But cars and power plants emit a form of nitrogen and oxygen called NOx, which falls to the ground when it rains or snows, said Eric Davidson, a soil ecologist and executive director at the Woods Hole Research Center in Falmouth, Mass., who led the study [PDF]. Unlike atmospheric nitrogen, NOx emissions deposit nitrates, which are readily taken up by plants.

In California, weedy, non-native grasses are edging out native plants in desert areas such as Joshua Tree National Park, and NOx is likely to blame.

"The native plants in the desert were not adapted to have that extra nitrogen, so they don't really grow all that much better, whereas these exotic grasses have evolved to make use of that nitrogen," he said.

The grasses are highly flammable, unlike the bare rock, soil and islands of shrubs that used to predominate, Davidson said. As a result, "an ecosystem that once hardly ever had a fire in it now has fire more routinely."

More at the link. A significant and increasing portion of it comes from fertilizers however. Obviously transportation isn't an answer to that, but it would be an interesting move if the high speed rail authority or other rail agencies dealt with farmer complaints on eminent domain by building hydro or aeroponic systems to make up for the lost farmland and increase overall production. If that's done instead of a straight cash payment for the land, it may very well be cost-neutral or even beneficial, as well as killing two birds with one stone.

Wednesday, January 25, 2012

New CAHSRA board chairman claims a surprise in the revised business plan

Quoth Dan Richard:

Rail Mix — I’m in an eighth-floor office at 770 L St. on a blustery day chatting with the bluster-free Dan Richard.
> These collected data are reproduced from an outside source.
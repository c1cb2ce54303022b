//! Shared `PostgreSQL` plumbing: connection pool and schema migrations.

use diesel::connection::SimpleConnection;
use diesel::pg::PgConnection;
use diesel::r2d2::{ConnectionManager, Pool, PoolError};
use thiserror::Error;

/// `PostgreSQL` connection pool type shared by the Diesel adapters.
pub type PgPool = Pool<ConnectionManager<PgConnection>>;

/// Ordered schema migrations as `(name, up.sql)` pairs.
pub const MIGRATIONS: [(&str, &str); 1] = [(
    "2026-10-01-000000_create_board_tables",
    include_str!("../migrations/2026-10-01-000000_create_board_tables/up.sql"),
)];

const MIGRATION_LEDGER_SQL: &str = concat!(
    "CREATE TABLE IF NOT EXISTS taskboard_migrations (",
    "name VARCHAR(255) PRIMARY KEY, ",
    "applied_at TIMESTAMPTZ NOT NULL DEFAULT now())",
);

/// Errors raised while preparing the database.
#[derive(Debug, Error)]
pub enum PersistenceSetupError {
    /// The pool could not be built or a connection could not be checked out.
    #[error("connection pool error: {0}")]
    Pool(#[from] PoolError),
    /// A migration statement failed.
    #[error("migration {name} failed: {source}")]
    Migration {
        /// Migration name.
        name: String,
        /// Underlying database error.
        #[source]
        source: diesel::result::Error,
    },
}

/// Builds a connection pool for `database_url`.
///
/// # Errors
///
/// Returns [`PersistenceSetupError::Pool`] when the initial connections
/// cannot be established.
pub fn build_pool(database_url: &str) -> Result<PgPool, PersistenceSetupError> {
    let manager = ConnectionManager::<PgConnection>::new(database_url);
    Ok(Pool::builder().build(manager)?)
}

/// Applies every migration not yet recorded in the migration ledger.
///
/// This is blocking; call it from `spawn_blocking` or before the runtime
/// starts serving requests.
///
/// # Errors
///
/// Returns [`PersistenceSetupError`] when a connection cannot be obtained or
/// a migration fails.
pub fn apply_migrations(pool: &PgPool) -> Result<usize, PersistenceSetupError> {
    use diesel::prelude::*;

    let mut connection = pool.get()?;
    connection
        .batch_execute(MIGRATION_LEDGER_SQL)
        .map_err(|source| PersistenceSetupError::Migration {
            name: "taskboard_migrations".to_owned(),
            source,
        })?;

    let mut applied = 0;
    for (name, up_sql) in MIGRATIONS {
        let already_applied: i64 =
            diesel::sql_query("SELECT COUNT(*) AS count FROM taskboard_migrations WHERE name = $1")
                .bind::<diesel::sql_types::Text, _>(name)
                .get_result::<LedgerCount>(&mut connection)
                .map(|row| row.count)
                .map_err(|source| PersistenceSetupError::Migration {
                    name: name.to_owned(),
                    source,
                })?;
        if already_applied > 0 {
            continue;
        }

        connection
            .transaction::<_, diesel::result::Error, _>(|tx| {
                tx.batch_execute(up_sql)?;
                diesel::sql_query("INSERT INTO taskboard_migrations (name) VALUES ($1)")
                    .bind::<diesel::sql_types::Text, _>(name)
                    .execute(tx)?;
                Ok(())
            })
            .map_err(|source| PersistenceSetupError::Migration {
                name: name.to_owned(),
                source,
            })?;
        tracing::info!(migration = name, "applied schema migration");
        applied += 1;
    }
    Ok(applied)
}

#[derive(diesel::QueryableByName)]
struct LedgerCount {
    #[diesel(sql_type = diesel::sql_types::BigInt)]
    count: i64,
}
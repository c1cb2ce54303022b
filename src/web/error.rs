//! Mapping of service errors onto HTTP responses.

use crate::board::{ports::BoardRepositoryError, services::BoardServiceError};
use crate::notification::{
    ports::CalendarError,
    services::{AssignmentEmailError, ReminderDispatchError},
};
use crate::task::{ports::TaskRepositoryError, services::TaskLifecycleError};
use crate::view::BoardLoadError;
use axum::{
    Json,
    http::StatusCode,
    response::{IntoResponse, Response},
};
use serde::Serialize;
use thiserror::Error;

/// JSON body of every error response.
#[derive(Debug, Serialize)]
pub struct ErrorBody {
    /// Human-readable error message.
    pub error: String,
}

/// Errors returned by HTTP handlers.
#[derive(Debug, Error)]
pub enum ApiError {
    /// The request carried no valid bearer token.
    #[error("authentication required")]
    Unauthorized,
    /// The caller may not perform the operation.
    #[error("{0}")]
    Forbidden(String),
    /// The request body failed validation.
    #[error("{0}")]
    BadRequest(String),
    /// A referenced resource does not exist.
    #[error("{0}")]
    NotFound(String),
    /// The operation conflicts with one already in progress.
    #[error("{0}")]
    Conflict(String),
    /// A store or upstream call failed.
    #[error("{0}")]
    Internal(String),
}

impl ApiError {
    /// Returns the HTTP status for this error.
    #[must_use]
    pub const fn status(&self) -> StatusCode {
        match self {
            Self::Unauthorized => StatusCode::UNAUTHORIZED,
            Self::Forbidden(_) => StatusCode::FORBIDDEN,
            Self::BadRequest(_) => StatusCode::BAD_REQUEST,
            Self::NotFound(_) => StatusCode::NOT_FOUND,
            Self::Conflict(_) => StatusCode::CONFLICT,
            Self::Internal(_) => StatusCode::INTERNAL_SERVER_ERROR,
        }
    }
}

impl IntoResponse for ApiError {
    fn into_response(self) -> Response {
        let status = self.status();
        if status.is_server_error() {
            tracing::error!(error = %self, "request failed");
        }
        (
            status,
            Json(ErrorBody {
                error: self.to_string(),
            }),
        )
            .into_response()
    }
}

impl From<BoardRepositoryError> for ApiError {
    fn from(err: BoardRepositoryError) -> Self {
        match err {
            BoardRepositoryError::BoardNotFound(_) | BoardRepositoryError::ColumnNotFound(_) => {
                Self::NotFound(err.to_string())
            }
            BoardRepositoryError::DuplicateBoard(_) => Self::Conflict(err.to_string()),
            BoardRepositoryError::Persistence(_) => Self::Internal(err.to_string()),
        }
    }
}

impl From<TaskRepositoryError> for ApiError {
    fn from(err: TaskRepositoryError) -> Self {
        match err {
            TaskRepositoryError::NotFound(_) => Self::NotFound(err.to_string()),
            TaskRepositoryError::DuplicateTask(_) => Self::Conflict(err.to_string()),
            TaskRepositoryError::Persistence(_) => Self::Internal(err.to_string()),
        }
    }
}

impl From<BoardServiceError> for ApiError {
    fn from(err: BoardServiceError) -> Self {
        match err {
            BoardServiceError::Domain(inner) => Self::BadRequest(inner.to_string()),
            BoardServiceError::Repository(inner) => inner.into(),
            BoardServiceError::BoardNotFound(_) | BoardServiceError::ColumnNotFound(_) => {
                Self::NotFound(err.to_string())
            }
        }
    }
}

impl From<TaskLifecycleError> for ApiError {
    fn from(err: TaskLifecycleError) -> Self {
        match err {
            TaskLifecycleError::Domain(inner) => Self::BadRequest(inner.to_string()),
            TaskLifecycleError::Repository(inner) => inner.into(),
            TaskLifecycleError::Board(inner) => inner.into(),
            TaskLifecycleError::Unauthorized => Self::Unauthorized,
            TaskLifecycleError::Forbidden => Self::Forbidden(err.to_string()),
            TaskLifecycleError::TaskNotFound(_) | TaskLifecycleError::ColumnNotFound(_) => {
                Self::NotFound(err.to_string())
            }
        }
    }
}

impl From<BoardLoadError> for ApiError {
    fn from(err: BoardLoadError) -> Self {
        match err {
            BoardLoadError::Board(inner) => inner.into(),
            BoardLoadError::Task(inner) => inner.into(),
        }
    }
}

impl From<ReminderDispatchError> for ApiError {
    fn from(err: ReminderDispatchError) -> Self {
        match err {
            ReminderDispatchError::AlreadyRunning => Self::Conflict(err.to_string()),
            ReminderDispatchError::Board(_) | ReminderDispatchError::Repository(_) => {
                Self::Internal(err.to_string())
            }
        }
    }
}

impl From<AssignmentEmailError> for ApiError {
    fn from(err: AssignmentEmailError) -> Self {
        Self::Internal(format!("failed to send email: {err}"))
    }
}

impl From<CalendarError> for ApiError {
    fn from(err: CalendarError) -> Self {
        Self::Internal(err.to_string())
    }
}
Since Richard is the new board chairman of the California High Speed Rail Authority , I ask him if the new-and-improved business plan that Gov. Jerry Brown wants on his desk any minute now will have any surprises in it. “Yes, there’s a very big surprise,” Richard says, calmly removing his classes and rubbing his eyes. And that is…? “I think it will surprise everyone that we’ve actually listened to our critics for a change,” he says with a fraction of a smile. About what, specifically? “We simply can’t ignore urban areas when we build this thing,” he says.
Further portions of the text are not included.